In the following sequences, figures are frequently
presented in pairs. The left figure in each pair is the front
view-Escher's drawing's direction, whereas
the right figure gives a general view. Whenever a real,
tangible model has been created, it will be presented as a second
pair to the right of the pair of computer rendered images. The objects
were physically realized with the aid of layered manufacturing
systems: a Z402 3D Printer from Zcorporation and a Stratasys FDM3000 printing
machine. Click on any image below to get the full size version of
these images. In addition, some models are also accompanied by AVI
movies that present them from a multitude of directions. Many of
these movies are using the DivX CODEC which you can get free
of charge for private use from http://www.divx.com/divx/download.

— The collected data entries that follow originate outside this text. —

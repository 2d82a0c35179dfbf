pub mod client;
pub mod config;
pub mod error;
pub mod identity;
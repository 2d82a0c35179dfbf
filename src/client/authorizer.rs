//! Bearer-token request authorizer: attaches the session token to every
//! non-auth call, and tears the session down when the backend answers
//! 401/403 so the caller's error handler always sees an anonymous session.

use std::sync::Arc;

use reqwest::header::{HeaderValue, AUTHORIZATION};
use reqwest::{StatusCode, Url};

use crate::identity::SessionManager;

use super::pipeline::{OutgoingRequest, RequestStage, ResponseHook};

/// Auth endpoints (login/register/refresh) must work without a pre-existing
/// session and never trigger teardown on rejection.
pub fn is_auth_endpoint(url: &Url) -> bool {
    url.path().contains("/auth/")
}

pub struct BearerStage {
    session: Arc<SessionManager>,
}

impl BearerStage {
    pub fn new(session: Arc<SessionManager>) -> Self {
        Self { session }
    }
}

impl RequestStage for BearerStage {
    fn apply(&self, req: &mut OutgoingRequest) {
        if is_auth_endpoint(&req.url) {
            return;
        }
        let Some(token) = self.session.current_token() else {
            // No session: send unmodified and let the server reject it.
            return;
        };
        match HeaderValue::from_str(&format!("Bearer {token}")) {
            Ok(value) => {
                req.headers.insert(AUTHORIZATION, value);
            }
            Err(_) => {
                tracing::warn!("authorizer.bearer url={} err=token_not_header_safe", req.url)
            }
        }
    }
}

pub struct AuthFailureHook {
    session: Arc<SessionManager>,
}

impl AuthFailureHook {
    pub fn new(session: Arc<SessionManager>) -> Self {
        Self { session }
    }
}

impl ResponseHook for AuthFailureHook {
    fn on_status(&self, url: &Url, status: StatusCode) {
        if is_auth_endpoint(url) {
            return;
        }
        if status == StatusCode::UNAUTHORIZED || status == StatusCode::FORBIDDEN {
            tracing::warn!("authorizer.reject url={url} status={}", status.as_u16());
            self.session.logout();
        }
    }
}
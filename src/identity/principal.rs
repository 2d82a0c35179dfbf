use serde::{Deserialize, Serialize};

/// Identity record returned by the auth service alongside the token pair.
/// All fields beyond the id are optional: the auth service omits nulls from
/// its JSON, and older gateway versions return a reduced shape.
#[derive(Debug, Clone, PartialEq, Serialize, Deserialize)]
#[serde(rename_all = "camelCase")]
pub struct Principal {
    pub id: i64,
    #[serde(default, skip_serializing_if = "Option::is_none")]
    pub full_name: Option<String>,
    #[serde(default, skip_serializing_if = "Option::is_none")]
    pub email: Option<String>,
    #[serde(default, skip_serializing_if = "Option::is_none")]
    pub role: Option<String>,
    #[serde(default, skip_serializing_if = "Option::is_none")]
    pub status: Option<String>,
}

impl Principal {
    /// Label used in log lines; never the token, never the full record.
    pub fn display_label(&self) -> &str {
        self.email
            .as_deref()
            .or(self.full_name.as_deref())
            .unwrap_or("<unnamed>")
    }
}
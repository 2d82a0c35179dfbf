//! Client configuration. Replaces the per-environment URL map of the original
//! portal: one base URL fronting the API gateway, a fixed request timeout,
//! and an optional on-disk slot for the persisted token pair.

use std::path::PathBuf;
use std::time::Duration;

use serde::{Deserialize, Serialize};

pub const DEFAULT_BASE_URL: &str = "http://127.0.0.1:8080";
pub const DEFAULT_TIMEOUT_SECS: u64 = 30;

#[derive(Debug, Clone, Serialize, Deserialize)]
#[serde(default)]
pub struct ClientConfig {
    /// Base URL of the API gateway; relative endpoints are joined onto it.
    pub base_url: String,
    /// Applied to every outgoing call, auth endpoints included. The upstream
    /// transport had no timeout at all; here it is explicit.
    pub request_timeout_secs: u64,
    /// Where `FileTokenStore` persists the token pair. `None` means callers
    /// wire their own store (or run purely in memory).
    pub token_path: Option<PathBuf>,
}

impl Default for ClientConfig {
    fn default() -> Self {
        Self {
            base_url: DEFAULT_BASE_URL.to_string(),
            request_timeout_secs: DEFAULT_TIMEOUT_SECS,
            token_path: None,
        }
    }
}

impl ClientConfig {
    pub fn new(base_url: impl Into<String>) -> Self {
        Self { base_url: base_url.into(), ..Default::default() }
    }

    pub fn timeout(&self) -> Duration {
        Duration::from_secs(self.request_timeout_secs)
    }
}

We start with the Penrose triangle object (also independently invented by
Oscar Reutersvard). There are several ways to
build a real geometry that will look like the Penrose triangle from a
certain viewing direction. This specific shape is reconstructed as a
C^0 continuous sweep surface with a square cross section that rotates
as we move along the edges. As will be shown below, the Penrose
triangle plays a majosr role in M.C. Escher's drawings. An STL geometry file, for those of you
with layered manufacturing devices, of this model, is available
here .
The impossible shape conveyed by the Penrose triangle is the most well-known
one. However, one can, with similar ease and with the aid of a geometric
modeling system, construct more complex natural extensions to the Penrose
triangle. Herein a Penrose rectangle is presented.
Similarly and following the construction of a Penrose triangle and
Penrose rectangle, one can easily create an arbitrary Penrose n-gon.
Here, we will stop at a Penrose pentagon.
Here we present another way to simulate and realize geometry
that looks like the Penrose triangle from a certain view. Here is an
avi movie that shows this model rotated.
An STL geometry file, for those of you
with layered manufacturing devices, of this model, is available
here .
And here is a wooden variation. See also my wood
working page.
Here is our realizable variant of Escher's/Necker's Cube. If you will look
carefully enough, you will find this cube in Escher's original
Belvedere drawing. And here is an avi movie
that shows this model rotated.
This is a result of my woodworking hobby, making a version of this
cube from wood. The plans I used to make this wood cube could be
found here. The images on the right
are from my office and our CS lobby - you are welcome to drop by and see this!
Here is a variant of the Moebius Strip formed out of Escher's duck tiling.
Here is our physical realization of Escher's Waterfall. You
can also watch this object rotating in space in this avi movie. This realization stems
from using three joint Penrose triangles along the water stream.
Note also the way the house is warped so as to look natural from this
viewing direction (only).
To better understand this, examine the pictures on the left. The
rightmost image shows the Penrose triangle only, from above; the leftmost
image shows the original Waterfall scene; and the middle image is a blend of
the two. In fact, the original Waterfall model presents three different and connected such
triangles. Also interesting in this image is the house. When we examine the
original Waterfall drawing, we see that the house ends up behind the middle corner of
the water path. In order to accomplish this in our constructed image, the house's geometry is warped
so as to look straight only from the proper viewing direction. The house, as
well as the S shaped rods that look vertical from the original viewing direction,
were modeled as generalized sweeps by the geometric modeler.
Here is our physical realization of Escher's Belvedere drawing. Again, this
model looks like the original Escher drawing from one direction only,
whereas the (not so) vertical poles stretch from the far top to the
near bottom sides and vice-versa. This trick is somewhat similar to
the trick we used in the Penrose triangle but is somewhat simpler.
You can also watch this object rotating in space in this avi movie.
Here is our physical realization of Escher's Relativity drawing that
was modeled with the aid of Oded Fuhrmann, Technion. This model is
different compared to many of the above in the sense that it is a
regular model (with stair cases all over the place :-). We need no
special view direction, for this model to look like the original
Escher drawing. The STL file of this model is
here .